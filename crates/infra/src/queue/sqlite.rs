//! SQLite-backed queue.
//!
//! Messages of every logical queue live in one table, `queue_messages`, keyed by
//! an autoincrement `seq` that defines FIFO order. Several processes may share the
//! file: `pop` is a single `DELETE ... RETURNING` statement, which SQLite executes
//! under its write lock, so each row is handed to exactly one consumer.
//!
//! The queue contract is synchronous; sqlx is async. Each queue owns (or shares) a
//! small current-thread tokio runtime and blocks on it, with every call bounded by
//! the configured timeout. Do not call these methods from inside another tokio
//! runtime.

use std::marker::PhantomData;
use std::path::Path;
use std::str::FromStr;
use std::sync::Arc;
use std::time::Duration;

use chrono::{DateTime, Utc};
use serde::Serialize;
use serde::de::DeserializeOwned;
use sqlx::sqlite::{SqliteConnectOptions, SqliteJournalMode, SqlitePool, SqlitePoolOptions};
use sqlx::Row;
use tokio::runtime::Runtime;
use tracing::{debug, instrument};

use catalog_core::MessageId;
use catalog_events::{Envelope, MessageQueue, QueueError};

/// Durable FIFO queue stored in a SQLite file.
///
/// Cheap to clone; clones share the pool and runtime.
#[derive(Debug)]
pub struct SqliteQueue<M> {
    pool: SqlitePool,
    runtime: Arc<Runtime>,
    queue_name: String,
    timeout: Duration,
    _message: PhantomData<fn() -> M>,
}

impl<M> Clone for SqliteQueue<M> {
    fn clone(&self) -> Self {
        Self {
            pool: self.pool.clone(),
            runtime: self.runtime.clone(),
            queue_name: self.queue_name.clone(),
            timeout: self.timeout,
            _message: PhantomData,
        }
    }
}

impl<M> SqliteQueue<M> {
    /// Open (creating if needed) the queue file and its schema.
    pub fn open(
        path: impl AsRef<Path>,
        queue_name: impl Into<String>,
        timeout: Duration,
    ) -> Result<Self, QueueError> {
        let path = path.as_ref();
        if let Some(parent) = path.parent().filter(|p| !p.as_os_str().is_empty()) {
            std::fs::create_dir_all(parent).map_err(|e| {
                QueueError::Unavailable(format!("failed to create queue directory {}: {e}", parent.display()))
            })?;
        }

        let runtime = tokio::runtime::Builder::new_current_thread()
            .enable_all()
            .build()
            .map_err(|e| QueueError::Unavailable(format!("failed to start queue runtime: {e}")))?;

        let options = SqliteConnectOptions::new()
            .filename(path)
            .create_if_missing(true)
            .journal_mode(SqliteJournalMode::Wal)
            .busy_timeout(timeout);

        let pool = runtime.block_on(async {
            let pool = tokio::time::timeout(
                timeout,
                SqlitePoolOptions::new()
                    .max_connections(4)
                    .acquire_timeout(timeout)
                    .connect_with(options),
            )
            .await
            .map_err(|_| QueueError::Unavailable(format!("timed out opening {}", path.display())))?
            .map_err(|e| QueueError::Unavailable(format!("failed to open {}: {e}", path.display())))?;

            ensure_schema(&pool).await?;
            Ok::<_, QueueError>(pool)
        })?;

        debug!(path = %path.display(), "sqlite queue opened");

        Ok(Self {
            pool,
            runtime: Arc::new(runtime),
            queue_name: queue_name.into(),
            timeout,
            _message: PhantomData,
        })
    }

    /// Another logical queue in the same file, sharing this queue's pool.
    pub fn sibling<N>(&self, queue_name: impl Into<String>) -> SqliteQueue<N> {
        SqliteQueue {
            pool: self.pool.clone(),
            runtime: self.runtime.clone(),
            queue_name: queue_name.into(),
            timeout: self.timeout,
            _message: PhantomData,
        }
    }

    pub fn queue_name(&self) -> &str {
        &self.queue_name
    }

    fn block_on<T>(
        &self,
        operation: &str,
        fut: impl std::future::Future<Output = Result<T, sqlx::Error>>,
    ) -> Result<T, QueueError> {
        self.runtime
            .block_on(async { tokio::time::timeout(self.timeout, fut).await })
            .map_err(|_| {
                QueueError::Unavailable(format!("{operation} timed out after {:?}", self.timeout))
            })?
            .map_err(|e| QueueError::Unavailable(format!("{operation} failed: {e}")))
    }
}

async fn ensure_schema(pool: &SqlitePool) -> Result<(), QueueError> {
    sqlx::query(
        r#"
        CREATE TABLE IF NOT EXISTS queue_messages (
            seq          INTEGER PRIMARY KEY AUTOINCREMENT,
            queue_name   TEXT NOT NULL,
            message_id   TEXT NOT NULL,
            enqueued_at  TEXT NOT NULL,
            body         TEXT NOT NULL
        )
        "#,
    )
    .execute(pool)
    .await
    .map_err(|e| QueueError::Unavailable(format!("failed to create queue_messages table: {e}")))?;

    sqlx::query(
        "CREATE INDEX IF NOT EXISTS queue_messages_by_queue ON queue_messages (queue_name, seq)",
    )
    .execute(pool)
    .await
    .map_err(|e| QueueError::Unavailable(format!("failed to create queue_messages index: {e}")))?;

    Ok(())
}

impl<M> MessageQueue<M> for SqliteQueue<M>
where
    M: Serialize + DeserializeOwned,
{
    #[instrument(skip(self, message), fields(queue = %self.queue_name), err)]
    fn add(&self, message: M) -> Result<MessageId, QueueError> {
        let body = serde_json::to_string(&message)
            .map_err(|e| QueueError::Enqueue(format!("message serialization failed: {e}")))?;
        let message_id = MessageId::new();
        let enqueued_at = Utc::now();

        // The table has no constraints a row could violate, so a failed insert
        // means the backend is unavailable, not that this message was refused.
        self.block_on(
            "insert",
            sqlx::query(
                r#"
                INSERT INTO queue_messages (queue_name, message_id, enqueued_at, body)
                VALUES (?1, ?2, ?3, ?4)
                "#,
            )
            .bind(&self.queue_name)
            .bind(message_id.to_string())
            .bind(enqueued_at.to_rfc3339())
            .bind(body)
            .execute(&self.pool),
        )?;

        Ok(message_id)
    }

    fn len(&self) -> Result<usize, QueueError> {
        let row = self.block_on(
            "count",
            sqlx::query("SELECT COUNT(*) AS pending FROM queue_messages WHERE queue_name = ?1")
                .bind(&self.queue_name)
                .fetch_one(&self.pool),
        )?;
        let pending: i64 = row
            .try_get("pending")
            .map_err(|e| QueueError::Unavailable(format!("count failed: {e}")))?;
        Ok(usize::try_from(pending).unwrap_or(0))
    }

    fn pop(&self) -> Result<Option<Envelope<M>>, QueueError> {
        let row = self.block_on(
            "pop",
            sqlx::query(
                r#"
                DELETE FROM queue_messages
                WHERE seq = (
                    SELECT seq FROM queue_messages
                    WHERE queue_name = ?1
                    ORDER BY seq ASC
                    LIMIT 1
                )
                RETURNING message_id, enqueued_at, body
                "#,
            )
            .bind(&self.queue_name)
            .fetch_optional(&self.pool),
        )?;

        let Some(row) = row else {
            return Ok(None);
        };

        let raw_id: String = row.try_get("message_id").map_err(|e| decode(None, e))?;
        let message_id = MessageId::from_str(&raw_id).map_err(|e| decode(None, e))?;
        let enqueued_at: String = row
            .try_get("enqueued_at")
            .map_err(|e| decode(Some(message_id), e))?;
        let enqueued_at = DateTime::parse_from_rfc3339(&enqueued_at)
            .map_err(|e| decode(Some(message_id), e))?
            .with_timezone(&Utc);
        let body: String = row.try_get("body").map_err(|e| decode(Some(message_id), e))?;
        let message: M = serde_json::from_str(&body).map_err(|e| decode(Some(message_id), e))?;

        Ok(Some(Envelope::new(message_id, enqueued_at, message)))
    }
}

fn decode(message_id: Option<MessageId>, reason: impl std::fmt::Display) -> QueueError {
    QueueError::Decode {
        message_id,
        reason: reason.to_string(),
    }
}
──────
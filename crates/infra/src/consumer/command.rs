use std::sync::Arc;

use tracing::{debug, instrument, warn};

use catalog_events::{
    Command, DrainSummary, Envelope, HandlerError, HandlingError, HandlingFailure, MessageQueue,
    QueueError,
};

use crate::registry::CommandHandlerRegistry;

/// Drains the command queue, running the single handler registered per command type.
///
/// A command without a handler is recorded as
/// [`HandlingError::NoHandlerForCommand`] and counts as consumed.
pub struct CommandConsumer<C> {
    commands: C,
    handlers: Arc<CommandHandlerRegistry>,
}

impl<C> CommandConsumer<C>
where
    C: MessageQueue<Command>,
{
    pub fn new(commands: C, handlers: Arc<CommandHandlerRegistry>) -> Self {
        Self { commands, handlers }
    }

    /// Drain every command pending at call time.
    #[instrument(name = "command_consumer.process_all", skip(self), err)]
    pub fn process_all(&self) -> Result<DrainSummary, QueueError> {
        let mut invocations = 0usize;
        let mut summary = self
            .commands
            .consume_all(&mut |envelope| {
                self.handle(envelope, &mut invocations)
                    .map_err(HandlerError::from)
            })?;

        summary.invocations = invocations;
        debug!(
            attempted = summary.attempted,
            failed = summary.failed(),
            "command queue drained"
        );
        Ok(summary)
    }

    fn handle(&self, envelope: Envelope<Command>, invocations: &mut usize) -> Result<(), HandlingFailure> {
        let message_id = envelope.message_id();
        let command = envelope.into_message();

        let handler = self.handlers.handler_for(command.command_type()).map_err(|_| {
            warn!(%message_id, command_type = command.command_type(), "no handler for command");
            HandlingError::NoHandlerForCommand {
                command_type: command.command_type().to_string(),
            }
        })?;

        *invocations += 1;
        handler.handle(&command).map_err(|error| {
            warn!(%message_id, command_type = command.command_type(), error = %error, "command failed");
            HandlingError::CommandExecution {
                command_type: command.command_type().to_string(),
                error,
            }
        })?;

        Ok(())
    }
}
──────
TASK OBJECTIVE.
Look through the material above for the string "operation" and copy each line that has it.

RESULT FOR THIS TASK.
        operation: &str,
                QueueError::Unavailable(format!("{operation} timed out after {:?}", self.timeout))
            .map_err(|e| QueueError::Unavailable(format!("{operation} failed: {e}")))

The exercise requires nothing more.